The unspoken words are heavy between us as the pond comes into view. Ashley moves toward it without me as I stand at the end of the path, watching her. For whatever reason, her own mother abandoned her too—left her with her junkie sister in LA and returned to Wales after that sister died. Why didn’t they take Ashley with them? Because she was enrolled in school here? Why didn’t her parents offer her a decent life with them instead of mayhem with her sister? And where are they now when she, arguably, needs them more than ever?
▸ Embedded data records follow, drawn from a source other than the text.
//! Note CRUD handlers.
//!
//! Write routes validate the raw JSON body before touching the service, so a
//! rejected payload never mutates the store. Errors are classified by
//! [`ApiError`].

use axum::{
    extract::{rejection::JsonRejection, Path, State},
    http::StatusCode,
    response::IntoResponse,
    Json,
};
use jotter_core::{defaults, Note};
use serde::Serialize;
use serde_json::Value;
use tracing::debug;

use crate::{envelope::Envelope, error::ApiError, state::AppState};

#[derive(Debug, Serialize)]
#[serde(rename_all = "camelCase")]
pub struct CreatedNote {
    pub note_id: String,
}

#[derive(Debug, Serialize)]
pub struct NoteList {
    pub notes: Vec<Note>,
}

#[derive(Debug, Serialize)]
pub struct SingleNote {
    pub note: Note,
}

/// `POST /notes`
pub async fn post_note(
    State(state): State<AppState>,
    payload: Result<Json<Value>, JsonRejection>,
) -> Result<impl IntoResponse, ApiError> {
    let Json(payload) = payload?;
    let payload = state.validator.validate_note_payload(&payload)?;

    let note_id = state.service.add_note(payload).await?;

    Ok((
        StatusCode::CREATED,
        Json(Envelope::success_with_message(
            defaults::MSG_NOTE_ADDED,
            CreatedNote { note_id },
        )),
    ))
}

/// `GET /notes`
pub async fn get_notes(State(state): State<AppState>) -> Result<impl IntoResponse, ApiError> {
    let notes = state.service.get_notes().await?;
    Ok(Json(Envelope::success(NoteList { notes })))
}

/// `GET /notes/:id`
pub async fn get_note_by_id(
    State(state): State<AppState>,
    Path(id): Path<String>,
) -> Result<impl IntoResponse, ApiError> {
    debug!(subsystem = "api", note_id = %id, "Fetching note");
    let note = state.service.get_note_by_id(&id).await?;
    Ok(Json(Envelope::success(SingleNote { note })))
}

/// `PUT /notes/:id`
pub async fn put_note_by_id(
    State(state): State<AppState>,
    Path(id): Path<String>,
    payload: Result<Json<Value>, JsonRejection>,
) -> Result<impl IntoResponse, ApiError> {
    let Json(payload) = payload?;
    let payload = state.validator.validate_note_payload(&payload)?;

    state.service.edit_note_by_id(&id, payload).await?;

    Ok(Json(Envelope::message(defaults::MSG_NOTE_UPDATED)))
}

/// `DELETE /notes/:id`
pub async fn delete_note_by_id(
    State(state): State<AppState>,
    Path(id): Path<String>,
) -> Result<impl IntoResponse, ApiError> {
    state.service.delete_note_by_id(&id).await?;
    Ok(Json(Envelope::message(defaults::MSG_NOTE_DELETED)))
}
I catch up with her at the pond.
“I don’t know what happened to estrange you from your parents, but maybe you should take your own advice and reach out to them. Now that your sister’s gone, they’re all you have too, aren’t they?”
When she looks up at me, her eyes are so heavy, so sad, I instantly regret my words and the heavy-handed way I’ve given her unsolicited advice on something I know nothing about.
“I have no one,” she says softly, turning
back to the pond and ending our conversation.
Day #17 of THE NEW YOU!
It’s been a year.
A year since I married Mosier, since I wrote in this diary, since I chose this fucking life.
(Since I chose this slow and painful death.)
I have learned the rules to this life.
I have learned how to shut up.
I have learned how to keep my head down.
I have learned how far a human can bend without breaking.
I have learned that bending can be another kind of breaking.
I lost another baby today.
Taking a shitload of vitamin C a day every day basically ensures that I’ll stay sterile, but this time I was scared. It took a couple of weeks, but finally, today, my period came. Big clots of red and black tissue falling to the toilet in loud plops while I cried tears of fucki thanks.
Good-bye, baby.
Thank fuck God.
If I brought a child into this life, I would be damning my eternal soul to hell.
It’s bad enough I brought Ashley here.
When Mam and Tad visited in March, I begged them to move back to Anglesey with Ashley. She can be your daughter, I said. She can be beautiful and dutiful and good. She can be the me you never had.
But Mam doesn’t want to raise my bastard kid. And Tad looked at me with disgust.
“What do you think of us taking Ashley back to Wales with us, Mosier?” my mother asked my sadistic husband over dinner. “Teagan feels the change would be good for her . . . younger sister.”
I froze in my seat, cold, hard dread seeping into my bones like a never-ending disease.
My fingers curled into my napkin, and I bit the side of my cheek until I tasted blood.
I don’t know if she knew the price I would pay for her words. Maybe she did. Maybe that’s why she said them.
His eyes, so dark and furious when he looked at me, promised unimaginable pain in retaliation for my suggestion.
“Ashley stays here,” he said lightly, “at school, near her family.”
My mother shrugged when she looked back at me. “That’s that. Ashley stays here.”
I died sitting in that chair that night. Everything about me is fucki dead now except my body, which can still feel pain. My body that was subjected to extreme horror when my parents left after dinner that night.